Print the complete listing so that it matches the original exactly.

START RECORDS

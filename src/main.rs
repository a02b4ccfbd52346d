use anyhow::{Context, Result};
use clap::{Parser, Subcommand};
use std::sync::Arc;
use swgraph::crawl::{CrawlDriver, HttpSource};
use swgraph::db::{migrate, Db};
use swgraph::graph::store;
use swgraph::Config;
use tokio_util::sync::CancellationToken;

#[derive(Parser, Debug)]
#[command(name = "swgraph")]
#[command(version, about = "Crawl the Star Wars API into a local property graph")]
struct Cli {
    #[command(subcommand)]
    command: Option<Command>,
}

#[derive(Subcommand, Debug)]
enum Command {
    /// Seed the root set and drain until every discovered entity is hydrated or failed
    Crawl {
        /// Skip seeding and only drain what the store already knows about
        #[arg(long)]
        no_seed: bool,

        /// Number of concurrent drain workers (overrides workers.count)
        #[arg(short, long)]
        workers: Option<usize>,

        /// Move failed entities back to unhydrated before draining
        #[arg(long)]
        retry_failed: bool,
    },
    /// Apply migrations and check the database schema (default)
    Verify,
    /// Move every failed entity back to unhydrated
    ResetFailed,
}

#[tokio::main]
async fn main() -> Result<()> {
    let cli = Cli::parse();

    let config = Config::load()?;
    env_logger::Builder::from_env(
        env_logger::Env::default().filter_or("RUST_LOG", config.crawler.log_level.as_str()),
    )
    .init();

    log::info!("Starting swgraph v{}", env!("CARGO_PKG_VERSION"));
    log::info!("Database path: {}", config.db_path().display());

    let db = Db::new(config.db_path());
    let migrations_dir = config.migrations_dir().to_path_buf();
    db.with_connection(move |conn| migrate::run_migrations(conn, &migrations_dir))
        .await?;

    match cli.command.unwrap_or(Command::Verify) {
        Command::Crawl {
            no_seed,
            workers,
            retry_failed,
        } => run_crawl(&config, db, no_seed, workers, retry_failed).await,
        Command::Verify => run_schema_verification(&db).await,
        Command::ResetFailed => {
            let reset = db.with_connection(|conn| store::reset_failed(conn)).await?;
            log::info!("Reset {} failed entities to unhydrated", reset);
            Ok(())
        }
    }
}

async fn run_crawl(
    config: &Config,
    db: Db,
    no_seed: bool,
    workers: Option<usize>,
    retry_failed: bool,
) -> Result<()> {
    if retry_failed {
        let reset = db.with_connection(|conn| store::reset_failed(conn)).await?;
        log::info!("Reset {} failed entities to unhydrated", reset);
    }

    let source = HttpSource::from_config(&config.source).context("Failed to create HTTP source")?;
    log::info!("Source: {}", source.base_url());

    let workers = workers.unwrap_or(config.workers.count);
    let driver = CrawlDriver::new(db, Arc::new(source), config.retry_policy())
        .with_workers(workers)
        .with_idle_poll(config.idle_poll());

    let cancel = CancellationToken::new();
    let on_signal = cancel.clone();
    tokio::spawn(async move {
        if tokio::signal::ctrl_c().await.is_ok() {
            log::warn!("Interrupt received, stopping after the current cycle");
            on_signal.cancel();
        }
    });

    if no_seed {
        log::info!("Skipping seed phase");
    } else {
        let kind = config.seed_kind()?;
        let keys = config.seed_keys()?;
        log::info!("Seeding {} {} root(s)", keys.len(), kind);
        let seeded = driver.seed(kind, &keys, &cancel).await?;
        log::info!("Seeded {} of {} root(s)", seeded.seeded, keys.len());
        if seeded.cancelled {
            log::info!("Run `swgraph crawl` again to finish seeding");
            return Ok(());
        }
    }

    log::info!("Draining with {} worker(s)", workers.max(1));
    let report = driver.drain(&cancel).await?;
    report.log_summary();

    if report.cancelled {
        log::info!("Run `swgraph crawl --no-seed` to resume");
    }
    Ok(())
}

/// Check tables, indexes, pragmas and integrity of an already migrated database
async fn run_schema_verification(db: &Db) -> Result<()> {
    use swgraph::SwgraphError;

    db.with_connection(|conn| {
        let mut stmt = conn.prepare("SELECT name FROM sqlite_master WHERE type='table' ORDER BY name")?;
        let tables: Vec<String> = stmt
            .query_map([], |row| row.get::<_, String>(0))?
            .collect::<std::result::Result<Vec<_>, rusqlite::Error>>()?;

        let missing: Vec<&str> = ["entities", "relationships", "schema_migrations"]
            .into_iter()
            .filter(|t| !tables.iter().any(|name| name == t))
            .collect();
        for table in &missing {
            log::error!("Missing table: {}", table);
        }
        if !missing.is_empty() {
            return Err(SwgraphError::Config("Not all required tables exist".to_string()));
        }
        log::debug!("✓ Tables exist");

        let applied = migrate::get_applied_migrations(conn)?;
        if applied.len() < 2 {
            return Err(SwgraphError::Config(format!(
                "Expected at least 2 migrations, found {}",
                applied.len()
            )));
        }
        log::debug!("✓ {} migrations applied", applied.len());

        let mut stmt = conn.prepare("SELECT name FROM sqlite_master WHERE type='index' AND name LIKE 'idx_%'")?;
        let indexes: Vec<String> = stmt
            .query_map([], |row| row.get::<_, String>(0))?
            .collect::<std::result::Result<Vec<_>, rusqlite::Error>>()?;
        for index in ["idx_entities_selection", "idx_relationships_target"] {
            if !indexes.iter().any(|i| i == index) {
                return Err(SwgraphError::Config(format!("Missing index: {}", index)));
            }
        }
        log::debug!("✓ Selection and traversal indexes exist");

        let journal_mode: String = conn.query_row("PRAGMA journal_mode", [], |row| row.get(0))?;
        if !journal_mode.eq_ignore_ascii_case("wal") {
            return Err(SwgraphError::Config(format!("Journal mode is not WAL: {}", journal_mode)));
        }

        let foreign_keys: i32 = conn.query_row("PRAGMA foreign_keys", [], |row| row.get(0))?;
        if foreign_keys != 1 {
            return Err(SwgraphError::Config("Foreign keys not enabled".to_string()));
        }

        let integrity: String = conn.query_row("PRAGMA integrity_check", [], |row| row.get(0))?;
        if integrity != "ok" {
            return Err(SwgraphError::Config(format!("Database integrity check failed: {}", integrity)));
        }
        log::info!("✓ Database integrity: OK");

        let stats = store::graph_stats(conn)?;
        log::info!(
            "Graph: {} entities ({} unhydrated, {} failed), {} relationships",
            stats.total_entities(),
            stats.count_with_status(swgraph::graph::EntityStatus::Unhydrated),
            stats.count_with_status(swgraph::graph::EntityStatus::Failed),
            stats.total_relationships()
        );
        Ok(())
    })
    .await?;

    log::info!("✓ Database schema verification complete");
    Ok(())
}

END RECORDS

◆ OUTPUT FOR THIS TASK ◆
filename src/main.rs
repository a02b4ccfbd52346d
use anyhow::{Context, Result};
use clap::{Parser, Subcommand};
use std::sync::Arc;
use swgraph::crawl::{CrawlDriver, HttpSource};
use swgraph::db::{migrate, Db};
use swgraph::graph::store;
use swgraph::Config;
use tokio_util::sync::CancellationToken;

#[derive(Parser, Debug)]
#[command(name = "swgraph")]
#[command(version, about = "Crawl the Star Wars API into a local property graph")]
struct Cli {
    #[command(subcommand)]
    command: Option<Command>,
}

#[derive(Subcommand, Debug)]
enum Command {
    /// Seed the root set and drain until every discovered entity is hydrated or failed
    Crawl {
        /// Skip seeding and only drain what the store already knows about
        #[arg(long)]
        no_seed: bool,

        /// Number of concurrent drain workers (overrides workers.count)
        #[arg(short, long)]
        workers: Option<usize>,

        /// Move failed entities back to unhydrated before draining
        #[arg(long)]
        retry_failed: bool,
    },
    /// Apply migrations and check the database schema (default)
    Verify,
    /// Move every failed entity back to unhydrated
    ResetFailed,
}

#[tokio::main]
async fn main() -> Result<()> {
    let cli = Cli::parse();

    let config = Config::load()?;
    env_logger::Builder::from_env(
        env_logger::Env::default().filter_or("RUST_LOG", config.crawler.log_level.as_str()),
    )
    .init();

    log::info!("Starting swgraph v{}", env!("CARGO_PKG_VERSION"));
    log::info!("Database path: {}", config.db_path().display());

    let db = Db::new(config.db_path());
    let migrations_dir = config.migrations_dir().to_path_buf();
    db.with_connection(move |conn| migrate::run_migrations(conn, &migrations_dir))
        .await?;

    match cli.command.unwrap_or(Command::Verify) {
        Command::Crawl {
            no_seed,
            workers,
            retry_failed,
        } => run_crawl(&config, db, no_seed, workers, retry_failed).await,
        Command::Verify => run_schema_verification(&db).await,
        Command::ResetFailed => {
            let reset = db.with_connection(|conn| store::reset_failed(conn)).await?;
            log::info!("Reset {} failed entities to unhydrated", reset);
            Ok(())
        }
    }
}

async fn run_crawl(
    config: &Config,
    db: Db,
    no_seed: bool,
    workers: Option<usize>,
    retry_failed: bool,
) -> Result<()> {
    if retry_failed {
        let reset = db.with_connection(|conn| store::reset_failed(conn)).await?;
        log::info!("Reset {} failed entities to unhydrated", reset);
    }

    let source = HttpSource::from_config(&config.source).context("Failed to create HTTP source")?;
    log::info!("Source: {}", source.base_url());

    let workers = workers.unwrap_or(config.workers.count);
    let driver = CrawlDriver::new(db, Arc::new(source), config.retry_policy())
        .with_workers(workers)
        .with_idle_poll(config.idle_poll());

    let cancel = CancellationToken::new();
    let on_signal = cancel.clone();
    tokio::spawn(async move {
        if tokio::signal::ctrl_c().await.is_ok() {
            log::warn!("Interrupt received, stopping after the current cycle");
            on_signal.cancel();
        }
    });

    if no_seed {
        log::info!("Skipping seed phase");
    } else {
        let kind = config.seed_kind()?;
        let keys = config.seed_keys()?;
        log::info!("Seeding {} {} root(s)", keys.len(), kind);
        let seeded = driver.seed(kind, &keys, &cancel).await?;
        log::info!("Seeded {} of {} root(s)", seeded.seeded, keys.len());
        if seeded.cancelled {
            log::info!("Run `swgraph crawl` again to finish seeding");
            return Ok(());
        }
    }

    log::info!("Draining with {} worker(s)", workers.max(1));
    let report = driver.drain(&cancel).await?;
    report.log_summary();

    if report.cancelled {
        log::info!("Run `swgraph crawl --no-seed` to resume");
    }
    Ok(())
}

/// Check tables, indexes, pragmas and integrity of an already migrated database
async fn run_schema_verification(db: &Db) -> Result<()> {
    use swgraph::SwgraphError;

    db.with_connection(|conn| {
        let mut stmt = conn.prepare("SELECT name FROM sqlite_master WHERE type='table' ORDER BY name")?;
        let tables: Vec<String> = stmt
            .query_map([], |row| row.get::<_, String>(0))?
            .collect::<std::result::Result<Vec<_>, rusqlite::Error>>()?;

        let missing: Vec<&str> = ["entities", "relationships", "schema_migrations"]
            .into_iter()
            .filter(|t| !tables.iter().any(|name| name == t))
            .collect();
        for table in &missing {
            log::error!("Missing table: {}", table);
        }
        if !missing.is_empty() {
            return Err(SwgraphError::Config("Not all required tables exist".to_string()));
        }
        log::debug!("✓ Tables exist");

        let applied = migrate::get_applied_migrations(conn)?;
        if applied.len() < 2 {
            return Err(SwgraphError::Config(format!(
                "Expected at least 2 migrations, found {}",
                applied.len()
            )));
        }
        log::debug!("✓ {} migrations applied", applied.len());

        let mut stmt = conn.prepare("SELECT name FROM sqlite_master WHERE type='index' AND name LIKE 'idx_%'")?;
        let indexes: Vec<String> = stmt
            .query_map([], |row| row.get::<_, String>(0))?
            .collect::<std::result::Result<Vec<_>, rusqlite::Error>>()?;
        for index in ["idx_entities_selection", "idx_relationships_target"] {
            if !indexes.iter().any(|i| i == index) {
                return Err(SwgraphError::Config(format!("Missing index: {}", index)));
            }
        }
        log::debug!("✓ Selection and traversal indexes exist");

        let journal_mode: String = conn.query_row("PRAGMA journal_mode", [], |row| row.get(0))?;
        if !journal_mode.eq_ignore_ascii_case("wal") {
            return Err(SwgraphError::Config(format!("Journal mode is not WAL: {}", journal_mode)));
        }

        let foreign_keys: i32 = conn.query_row("PRAGMA foreign_keys", [], |row| row.get(0))?;
        if foreign_keys != 1 {
            return Err(SwgraphError::Config("Foreign keys not enabled".to_string()));
        }

        let integrity: String = conn.query_row("PRAGMA integrity_check", [], |row| row.get(0))?;
        if integrity != "ok" {
            return Err(SwgraphError::Config(format!("Database integrity check failed: {}", integrity)));
        }
        log::info!("✓ Database integrity: OK");

        let stats = store::graph_stats(conn)?;
        log::info!(
            "Graph: {} entities ({} unhydrated, {} failed), {} relationships",
            stats.total_entities(),
            stats.count_with_status(swgraph::graph::EntityStatus::Unhydrated),
            stats.count_with_status(swgraph::graph::EntityStatus::Failed),
            stats.total_relationships()
        );
        Ok(())
    })
    .await?;

    log::info!("✓ Database schema verification complete");
    Ok(())
}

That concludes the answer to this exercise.